In Bhopal's Muslim cemeteries, the dead were buried ten to a grave. The city's grand mufti had to issue an urgent decree to allow the desecration of older graves to make room for the Carbide victims. Religious students were dispatched to ensure no Muslims were accidentally cremated as Hindus, and it was when one of the students noticed a gold cross around the neck of a young woman (given to her by a Catholic nun, though she was Hindu) -- and then, on closer inspection, that her hands and feet weren't cold and that her eyelids were quivering -- that Padmini's life was saved.
By the time Carbide chairman Warren Anderson arrived on the scene, the cries for justice had reached such a pitch that he was taken into custody at the airport by local officials. But it turned out to be a rather empty gesture. Fearful of U.S. reaction, the Indian government ordered the release of Anderson, who returned to America and, in the aftermath, resigned.
Today, an Interpol warrant for Anderson's arrest remains unserved; Anderson himself is still in hiding. In 1989, Carbide paid $470 million in compensation, on condition that it admit no wrongdoing and that no company official be implicated in the case. After five years of bureaucratic wrangling, families were paid an average of $1,400 for each victim.
ike Chernobyl, Bhopal -- the name itself -- has become a slogan for industrial catastrophe. Teenagers at anti-globalization rallies regularly admonish the world to "Remember Bhopal," though they themselves are too young to actually do so. And it doesn't take much reading between the lines to see that Lapierre and Moro have written a book about the issue of globalization that has us so divided today. Though Five Past Midnight contains no rhetoric about the dangers of free markets, no demands for legislation, and no sermons on social justice, and though it recounts a disaster almost two decades old, the book is extremely effective at convincing us of the terrible consequences possible when the bottom-line calculus of business mixes with the inadequate regulations of a nation being pushed toward rapid industrialization.
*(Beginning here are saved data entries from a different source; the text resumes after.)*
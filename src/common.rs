use nalgebra::{Matrix3, Vector3};
use ndarray::{Array2, Array3, Axis};
use std::fmt;
use std::str::FromStr;

// set up enums and structs
#[derive(Debug, Default, Clone, Copy, PartialEq, Eq, Hash)]
pub enum Format {
    Dicom,
    Nifti,
    Png,
    #[default]
    Unknown,
}

impl Format {
    pub fn as_str(&self) -> &'static str {
        match self {
            Format::Dicom => "DICOM",
            Format::Nifti => "NIFTI",
            Format::Png => "PNG",
            Format::Unknown => "UNKNOWN",
        }
    }

    /// File extension used for one slice of a series in this format.
    pub fn slice_extension(&self) -> Option<&'static str> {
        match self {
            Format::Dicom => Some("dcm"),
            Format::Nifti => Some("nii"),
            Format::Png => Some("png"),
            Format::Unknown => None,
        }
    }
}

impl fmt::Display for Format {
    fn fmt(&self, f: &mut fmt::Formatter<'_>) -> fmt::Result {
        f.write_str(self.as_str())
    }
}

impl FromStr for Format {
    type Err = std::convert::Infallible;

    fn from_str(s: &str) -> Result<Self, Self::Err> {
        Ok(parse_format(s))
    }
}

/// Case-insensitive format name lookup. Anything unrecognized is `Unknown`.
pub fn parse_format(value: &str) -> Format {
    match value.trim().to_ascii_uppercase().as_str() {
        "DICOM" => Format::Dicom,
        "NIFTI" => Format::Nifti,
        "PNG" => Format::Png,
        _ => Format::Unknown,
    }
}

#[derive(Debug, Default, Clone, Copy, PartialEq, Eq, Hash)]
pub enum Modality {
    #[default]
    Ct,
    Mr,
    Cxr,
}

impl Modality {
    pub fn as_str(&self) -> &'static str {
        match self {
            Modality::Ct => "CT",
            Modality::Mr => "MR",
            Modality::Cxr => "CXR",
        }
    }

    /// Defined term for the DICOM Modality (0008,0060) attribute.
    pub fn dicom_code(&self) -> &'static str {
        match self {
            Modality::Ct => "CT",
            Modality::Mr => "MR",
            Modality::Cxr => "DX",
        }
    }

    /// Storage SOP class written for slices of this modality.
    pub fn sop_class_uid(&self) -> &'static str {
        use dicom_dictionary_std::uids;
        match self {
            Modality::Ct => uids::CT_IMAGE_STORAGE,
            Modality::Mr => uids::MR_IMAGE_STORAGE,
            Modality::Cxr => uids::DIGITAL_X_RAY_IMAGE_STORAGE_FOR_PRESENTATION,
        }
    }
}

impl fmt::Display for Modality {
    fn fmt(&self, f: &mut fmt::Formatter<'_>) -> fmt::Result {
        f.write_str(self.as_str())
    }
}

impl FromStr for Modality {
    type Err = std::convert::Infallible;

    fn from_str(s: &str) -> Result<Self, Self::Err> {
        Ok(parse_modality(s))
    }
}

/// Case-insensitive modality lookup, falling back to CT.
pub fn parse_modality(value: &str) -> Modality {
    match value.trim().to_ascii_uppercase().as_str() {
        "MR" => Modality::Mr,
        "CXR" => Modality::Cxr,
        _ => Modality::Ct,
    }
}

/// A 3D image with its spatial placement in patient (LPS) space.
///
/// Voxels are indexed `[x, y, z]`; slices are taken along `z`.
/// Each row of `direction` is the world-space unit vector of one volume axis.
#[derive(Debug, Clone)]
pub struct Volume {
    pub origin: Vector3<f64>,
    pub spacing: Vector3<f64>,
    pub direction: Matrix3<f64>,
    data: Array3<i16>,
}

impl Volume {
    pub fn new(
        data: Array3<i16>,
        origin: Vector3<f64>,
        spacing: Vector3<f64>,
        direction: Matrix3<f64>,
    ) -> Self {
        Self {
            origin,
            spacing,
            direction,
            data,
        }
    }

    /// Voxel counts per axis.
    pub fn size(&self) -> [usize; 3] {
        let (x, y, z) = self.data.dim();
        [x, y, z]
    }

    pub fn data(&self) -> &Array3<i16> {
        &self.data
    }

    /// World position of the first voxel of slice `index`.
    pub fn slice_position(&self, index: usize) -> Vector3<f64> {
        slice_position(&self.origin, &self.spacing, &self.direction, index)
    }

    /// Extracts plane `index` along the third axis as `(rows, columns)`.
    pub fn slice(&self, index: usize) -> Slice {
        let plane = self.data.index_axis(Axis(2), index);
        Slice::new(plane.t().to_owned(), index)
    }
}

pub(crate) fn slice_position(
    origin: &Vector3<f64>,
    spacing: &Vector3<f64>,
    direction: &Matrix3<f64>,
    index: usize,
) -> Vector3<f64> {
    let normal = direction.row(2).transpose();
    origin + normal * (index as f64 * spacing[2])
}

#[derive(Debug, Clone)]
pub struct Slice {
    /// Samples laid out as `(rows, columns)`, i.e. `(size.y, size.x)`.
    pub plane: Array2<i16>,
    pub index: usize,
}

impl Slice {
    pub fn new(plane: Array2<i16>, index: usize) -> Self {
        Self { plane, index }
    }

    pub fn rows(&self) -> usize {
        self.plane.nrows()
    }

    pub fn columns(&self) -> usize {
        self.plane.ncols()
    }

    /// Samples in row-major order.
    pub fn samples(&self) -> impl Iterator<Item = i16> + '_ {
        self.plane.iter().copied()
    }
}

#[cfg(test)]
mod tests {
    use super::*;
    use ndarray::Array3;

    #[test]
    fn format_names_are_case_insensitive() {
        assert_eq!(parse_format("dicom"), Format::Dicom);
        assert_eq!(parse_format("NIfTI"), Format::Nifti);
        assert_eq!(parse_format("png"), Format::Png);
        assert_eq!(parse_format("jpeg"), Format::Unknown);
        assert_eq!(parse_format(""), Format::Unknown);
        assert_eq!(Format::default(), Format::Unknown);
        assert_eq!(Format::Nifti.to_string(), "NIFTI");
    }

    #[test]
    fn unknown_modality_falls_back_to_ct() {
        assert_eq!(parse_modality("mr"), Modality::Mr);
        assert_eq!(parse_modality("Cxr"), Modality::Cxr);
        assert_eq!(parse_modality("PET"), Modality::Ct);
        assert_eq!("".parse::<Modality>(), Ok(Modality::Ct));
        assert_eq!(Modality::Cxr.dicom_code(), "DX");
    }

    #[test]
    fn slices_are_transposed_to_rows_and_columns() {
        let data = Array3::from_shape_fn((3, 2, 4), |(x, y, z)| (x + 10 * y + 100 * z) as i16);
        let vol = Volume::new(data, Vector3::zeros(), Vector3::repeat(1.0), Matrix3::identity());
        assert_eq!(vol.size(), [3, 2, 4]);

        let slice = vol.slice(2);
        assert_eq!(slice.index, 2);
        assert_eq!((slice.rows(), slice.columns()), (2, 3));
        let samples: Vec<i16> = slice.samples().collect();
        assert_eq!(samples, vec![200, 201, 202, 210, 211, 212]);
    }

    #[test]
    fn slice_position_follows_the_normal() {
        let direction = Matrix3::new(1.0, 0.0, 0.0, 0.0, 0.0, 1.0, 0.0, -1.0, 0.0);
        let vol = Volume::new(
            Array3::zeros((1, 1, 5)),
            Vector3::new(1.0, 2.0, 3.0),
            Vector3::new(0.5, 0.5, 2.5),
            direction,
        );
        assert_eq!(vol.slice_position(0), Vector3::new(1.0, 2.0, 3.0));
        assert_eq!(vol.slice_position(2), Vector3::new(1.0, -3.0, 3.0));
    }
}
In a book that is as unapologetic as a Hollywood blockbuster in its emotional appeal, Lapierre and Moro even end with a cliffhanger. Padmini and her husband have moved to the countryside, where they hope to start a new life. It is 1998, during the monsoon season, and they are visited by a Monsanto representative who has come, he says, to give them a "present": a small bag of black soya seeds that have been "specially modified" to defend themselves against insects.
Padmini and her husband accept the gift, set it on a small altar, and light incense in thanks. They are, the authors tell us, convinced that the seeds will change their lives forever.